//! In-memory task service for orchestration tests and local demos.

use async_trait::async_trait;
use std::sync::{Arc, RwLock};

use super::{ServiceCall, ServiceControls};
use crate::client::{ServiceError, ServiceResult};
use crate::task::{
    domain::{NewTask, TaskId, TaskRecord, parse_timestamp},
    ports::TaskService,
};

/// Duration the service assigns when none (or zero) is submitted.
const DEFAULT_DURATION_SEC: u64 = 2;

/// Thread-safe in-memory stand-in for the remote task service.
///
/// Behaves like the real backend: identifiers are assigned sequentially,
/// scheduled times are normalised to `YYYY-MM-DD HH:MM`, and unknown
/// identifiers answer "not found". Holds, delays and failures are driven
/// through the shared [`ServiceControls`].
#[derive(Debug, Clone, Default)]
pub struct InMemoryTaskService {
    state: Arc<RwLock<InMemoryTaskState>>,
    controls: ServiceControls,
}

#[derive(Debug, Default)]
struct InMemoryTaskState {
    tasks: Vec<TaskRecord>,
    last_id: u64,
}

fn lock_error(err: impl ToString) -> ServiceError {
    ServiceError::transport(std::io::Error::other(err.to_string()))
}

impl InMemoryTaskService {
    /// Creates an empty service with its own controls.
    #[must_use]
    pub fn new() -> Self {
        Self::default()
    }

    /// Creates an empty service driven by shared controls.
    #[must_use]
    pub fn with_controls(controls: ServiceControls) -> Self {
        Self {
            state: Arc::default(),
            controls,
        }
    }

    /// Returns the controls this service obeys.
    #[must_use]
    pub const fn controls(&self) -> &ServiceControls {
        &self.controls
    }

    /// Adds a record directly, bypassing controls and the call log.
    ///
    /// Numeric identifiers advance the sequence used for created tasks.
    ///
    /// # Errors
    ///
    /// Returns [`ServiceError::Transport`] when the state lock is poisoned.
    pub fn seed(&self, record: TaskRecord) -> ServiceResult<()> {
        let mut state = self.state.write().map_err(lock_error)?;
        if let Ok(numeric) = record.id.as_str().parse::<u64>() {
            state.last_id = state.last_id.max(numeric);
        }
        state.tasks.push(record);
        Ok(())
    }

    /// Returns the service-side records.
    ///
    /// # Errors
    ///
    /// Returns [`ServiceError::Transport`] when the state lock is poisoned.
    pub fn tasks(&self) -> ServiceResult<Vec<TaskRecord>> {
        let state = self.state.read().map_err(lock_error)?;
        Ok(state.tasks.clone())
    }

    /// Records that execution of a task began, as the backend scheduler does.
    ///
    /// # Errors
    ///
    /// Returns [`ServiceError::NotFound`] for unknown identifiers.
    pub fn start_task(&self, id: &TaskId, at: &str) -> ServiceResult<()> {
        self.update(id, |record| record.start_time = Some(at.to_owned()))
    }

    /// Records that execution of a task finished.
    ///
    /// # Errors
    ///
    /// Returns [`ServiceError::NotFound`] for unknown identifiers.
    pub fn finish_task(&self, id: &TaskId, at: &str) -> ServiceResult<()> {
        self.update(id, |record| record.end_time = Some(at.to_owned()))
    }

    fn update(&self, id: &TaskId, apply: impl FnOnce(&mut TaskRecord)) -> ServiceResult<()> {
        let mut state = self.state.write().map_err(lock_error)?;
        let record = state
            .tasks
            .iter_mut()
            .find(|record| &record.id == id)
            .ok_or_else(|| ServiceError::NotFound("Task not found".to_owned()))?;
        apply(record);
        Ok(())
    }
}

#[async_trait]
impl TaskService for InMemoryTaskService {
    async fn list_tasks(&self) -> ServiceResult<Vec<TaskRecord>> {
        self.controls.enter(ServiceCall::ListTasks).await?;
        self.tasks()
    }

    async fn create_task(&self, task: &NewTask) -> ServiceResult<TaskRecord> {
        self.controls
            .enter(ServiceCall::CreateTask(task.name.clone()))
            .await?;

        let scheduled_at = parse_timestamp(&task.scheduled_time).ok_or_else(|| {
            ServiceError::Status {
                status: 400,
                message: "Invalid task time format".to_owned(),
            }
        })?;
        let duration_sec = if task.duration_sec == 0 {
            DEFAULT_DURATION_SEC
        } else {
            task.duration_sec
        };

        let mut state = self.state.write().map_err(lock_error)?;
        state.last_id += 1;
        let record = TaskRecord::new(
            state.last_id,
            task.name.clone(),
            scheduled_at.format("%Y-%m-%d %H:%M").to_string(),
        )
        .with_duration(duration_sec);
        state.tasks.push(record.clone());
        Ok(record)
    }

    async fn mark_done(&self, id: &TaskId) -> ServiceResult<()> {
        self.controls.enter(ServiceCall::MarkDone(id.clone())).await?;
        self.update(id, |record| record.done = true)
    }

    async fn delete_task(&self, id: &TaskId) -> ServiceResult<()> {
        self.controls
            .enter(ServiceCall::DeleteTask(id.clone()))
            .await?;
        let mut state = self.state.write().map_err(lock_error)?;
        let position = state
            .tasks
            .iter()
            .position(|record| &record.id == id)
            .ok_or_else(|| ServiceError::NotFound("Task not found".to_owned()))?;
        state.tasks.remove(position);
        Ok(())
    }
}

****************

What you need to do
After identifying the lines above that contain "push", copy each one.

Written solution
        state.tasks.push(record);
        state.tasks.push(record.clone());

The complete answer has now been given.